Halihazırda ihracat yapan ve ihracattaki payını daha önce girmediği pazarlara girerek büyütmek isteyen tüm kurumlar, E-İhracat Türkiye ile daha dinamik bir yapıda dış pazarlara açılıyor. E-İhracat Türkiye Başkanı Mert Tanciğer “Pandemiyle birlikte Türkiye’ye ciddi bir ilgi var. Bu fırsatı doğru eğitimler ve dijitalleşmenin gereksinimlerini yerine getirerek sürdürülebilir hale getirmeliyiz.” dedi.
Dünyanın dengelerini alt üst eden Covid-19 salgını sağlık, ekonomi ve sosyal alanlarda yeni bir dönemin başlangıcı oldu. Küresel ticaret salgın nedeniyle neredeyse durma noktasına gelmişken, firmalar özellikle dış ticaret ve ihracat tarafında e-ihracata ve sanal fuarlara yöneldi. E-İhracat Türkiye Başkanı Mert Tanciğer, ihracatta yeni dönemin başlangıcı olan platformun detaylarını aktardı.

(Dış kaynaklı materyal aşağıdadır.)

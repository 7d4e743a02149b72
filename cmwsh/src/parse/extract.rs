//! Typed field extraction from one section of output.
//!
//! Mandatory fields fail the whole record with a [`FormatError`]; optional
//! fields fall back to fixed sentinels so records always have every field.

use regex::{Captures, Regex};

use crate::error::FormatError;

/// Sentinel for absent optional integers.
pub const MISSING_INT: i64 = -1;

/// Sentinel for absent optional floats.
pub const MISSING_FLOAT: f64 = -1.0;

/// Field accessors over a block of text.
#[derive(Debug, Clone, Copy)]
pub struct Fields<'a> {
    text: &'a str,
}

/// First non-empty capture group, or the whole match.
fn first_group<'a>(caps: &Captures<'a>) -> &'a str {
    caps.iter()
        .skip(1)
        .flatten()
        .map(|m| m.as_str())
        .find(|s| !s.is_empty())
        .or_else(|| caps.get(0).map(|m| m.as_str()))
        .unwrap_or_default()
}

impl<'a> Fields<'a> {
    pub fn new(text: &'a str) -> Self {
        Self { text }
    }

    pub fn text(&self) -> &'a str {
        self.text
    }

    /// Capture groups of the first match of a mandatory field.
    pub fn required_captures(
        &self,
        pattern: &Regex,
        field: &'static str,
    ) -> Result<Captures<'a>, FormatError> {
        pattern
            .captures(self.text)
            .ok_or_else(|| FormatError::MissingField {
                field,
                section: self.text.to_string(),
            })
    }

    /// A mandatory string field.
    pub fn required(&self, pattern: &Regex, field: &'static str) -> Result<&'a str, FormatError> {
        self.required_captures(pattern, field)
            .map(|caps| first_group(&caps).trim_end())
    }

    /// An optional string field, `""` when absent.
    pub fn optional_str(&self, pattern: &Regex) -> String {
        pattern
            .captures(self.text)
            .map(|caps| first_group(&caps).trim_end().to_string())
            .unwrap_or_default()
    }

    /// An optional integer field, [`MISSING_INT`] when absent or not numeric.
    pub fn optional_int(&self, pattern: &Regex) -> i64 {
        pattern
            .captures(self.text)
            .and_then(|caps| first_group(&caps).parse().ok())
            .unwrap_or(MISSING_INT)
    }

    /// The first occurrence of a counter, 0 when absent.
    ///
    /// Patterns may offer alternative spellings as separate groups; the
    /// first group that matched is used.
    pub fn counter(&self, pattern: &Regex) -> u64 {
        pattern
            .captures(self.text)
            .map(|caps| parse_counter(first_group(&caps)))
            .unwrap_or(0)
    }

    /// An inbound/outbound counter pair.
    ///
    /// The first occurrence is inbound and the second outbound. Any other
    /// number of occurrences leaves both at 0.
    pub fn counter_pair(&self, pattern: &Regex) -> (u64, u64) {
        let values: Vec<u64> = pattern
            .captures_iter(self.text)
            .map(|caps| parse_counter(first_group(&caps)))
            .collect();

        match values.as_slice() {
            [rx, tx] => (*rx, *tx),
            _ => (0, 0),
        }
    }

    /// Every match of `pattern` as `(group 1, group 2)`.
    pub fn pairs(&self, pattern: &Regex) -> Vec<(&'a str, &'a str)> {
        pattern
            .captures_iter(self.text)
            .filter_map(|caps| Some((caps.get(1)?.as_str(), caps.get(2)?.as_str())))
            .collect()
    }
}

fn parse_counter(value: &str) -> u64 {
    value.parse().unwrap_or(0)
}

/// Parse a value that must be numeric, naming the field on failure.
pub fn parse_number<T: std::str::FromStr>(
    value: &str,
    field: &'static str,
) -> Result<T, FormatError> {
    value.trim().parse().map_err(|_| FormatError::InvalidValue {
        field,
        value: value.to_string(),
    })
}

/// Normalize a MAC address to upper-case colon notation.
///
/// Accepts Comware's `0cda-41b0-1234` as well as colon or dot separated
/// forms. Anything that is not 12 hex digits is returned unchanged.
pub fn normalize_mac(mac: &str) -> String {
    let digits: String = mac.chars().filter(|c| c.is_ascii_hexdigit()).collect();
    let separators_only = mac
        .chars()
        .all(|c| c.is_ascii_hexdigit() || matches!(c, '-' | ':' | '.'));

    if digits.len() != 12 || !separators_only {
        return mac.to_string();
    }

    digits
        .to_ascii_uppercase()
        .as_bytes()
        .chunks(2)
        .map(|pair| String::from_utf8_lossy(pair).into_owned())
        .collect::<Vec<_>>()
        .join(":")
}

#[cfg(test)]
mod tests {
    use super::*;

    const SECTION: &str = "\
GigabitEthernet1/0/1 current state: UP
Line protocol current state: UP
Description: uplink to core
Speed: auto
 Input (total):  1200 packets, 153600 bytes
          1000 unicasts, 150 broadcasts, 50 multicasts, 0 pauses
 Input (normal):  1200 packets, - bytes
 Output (total): 900 packets, 115200 bytes
          800 unicasts, 60 broadcasts, 40 multicasts, 0 pauses
";

    #[test]
    fn test_required_present_and_missing() {
        let fields = Fields::new(SECTION);
        let re = Regex::new(r"(?m)^Description\W+(.*)$").unwrap();
        assert_eq!(fields.required(&re, "description").unwrap(), "uplink to core");

        let re = Regex::new(r"(?m)^Hardware address\W+(\S+)").unwrap();
        let err = fields.required(&re, "mac_address").unwrap_err();
        assert!(matches!(err, FormatError::MissingField { field: "mac_address", .. }));
    }

    #[test]
    fn test_optional_sentinels() {
        let fields = Fields::new(SECTION);
        let missing = Regex::new(r"(?m)^MTU\W+(\d+)").unwrap();
        assert_eq!(fields.optional_str(&missing), "");
        assert_eq!(fields.optional_int(&missing), MISSING_INT);

        // matched but not numeric
        let speed = Regex::new(r"(?m)^Speed\W+(\d+|\w+)").unwrap();
        assert_eq!(fields.optional_int(&speed), MISSING_INT);
    }

    #[test]
    fn test_counter_pair_exactly_two() {
        let fields = Fields::new(SECTION);
        let unicast = Regex::new(r"Unicast:\s+(\d+)|(\d+)\s+unicast").unwrap();
        assert_eq!(fields.counter_pair(&unicast), (1000, 800));

        let one = Fields::new("10 unicasts");
        assert_eq!(one.counter_pair(&unicast), (0, 0));

        let three = Fields::new("1 unicasts 2 unicasts 3 unicasts");
        assert_eq!(three.counter_pair(&unicast), (0, 0));
    }

    #[test]
    fn test_counter_first_occurrence() {
        let fields = Fields::new(SECTION);
        let rx = Regex::new(r"Input.+\s+(\d+)\sbytes|Input:.+,(\d+)\sbytes").unwrap();
        assert_eq!(fields.counter(&rx), 153600);

        let missing = Regex::new(r"(\d+)\s+frames").unwrap();
        assert_eq!(fields.counter(&missing), 0);
    }

    #[test]
    fn test_pairs() {
        let fields = Fields::new(
            "Internet Address is 10.0.0.1/24 Primary\nInternet Address is 10.0.1.1/24 Sub",
        );
        let re = Regex::new(r"Internet Address is\s+(\d+\.\d+\.\d+\.\d+)/(\d+)").unwrap();
        assert_eq!(
            fields.pairs(&re),
            vec![("10.0.0.1", "24"), ("10.0.1.1", "24")]
        );
    }

    #[test]
    fn test_parse_number() {
        assert_eq!(parse_number::<u32>(" 24", "prefix_length").unwrap(), 24);
        let err = parse_number::<u32>("x", "prefix_length").unwrap_err();
        assert!(matches!(err, FormatError::InvalidValue { field: "prefix_length", .. }));
    }

    #[test]
    fn test_normalize_mac() {
        assert_eq!(normalize_mac("0cda-41b0-1234"), "0C:DA:41:B0:12:34");
        assert_eq!(normalize_mac("0c:da:41:b0:12:34"), "0C:DA:41:B0:12:34");
        assert_eq!(normalize_mac("0cda.41b0.1234"), "0C:DA:41:B0:12:34");
        assert_eq!(normalize_mac("N/A"), "N/A");
    }
}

HEDEFİMİZ TÜRKİYE’NİN TOPLAM İHRACATINA KATKI
E-İhracat Türkiye’nin, ülkenin toplam ihracatına sürdürülebilir katkı amacıyla kurulduğunu ifade eden Mert Tanciğer şunları söyledi: “Halihazırda ihracat yapan ve ihracattaki payını daha önce girmediği pazarlara girerek büyütmek isteyen, ihracata başlamak isteyen ama daha önce deneyimi olmamış KOBİ ve büyük ölçekli tüm kurumlara hizmet veriyoruz. E-İhracat Türkiye, ihracatın en yeni, en teknolojik boyutu olan e-ihracat alanında danışmanlık ve hesap yönetimi hizmetlerini aktif olarak veriyor. Buna ek olarak e-ihracatın bilinirliliğini artırmak amacıyla da eğitim, toplantı ve webinarlar düzenliyor, hedef kitleye ulaşmayı sağlayacak iş birlikteliklerine imza atıyor. E-ihracat, Türkiye’nin gündeminde özellikle pandemiyle beraber yeni yeni ilgi görmeye başlayan ekonomik bir faaliyet. Biz e-ihracatı tanıtmak ve faydalarını anlatmak için yaptığımız çalışmalarla daha geniş kitlelere ulaşıp e-ihracat yapan şirket ve kurumların sayısını artırırken Türkiye ekonomisinin ihracat hacminin artırmasına da katkıda bulunmayı hedefliyoruz.”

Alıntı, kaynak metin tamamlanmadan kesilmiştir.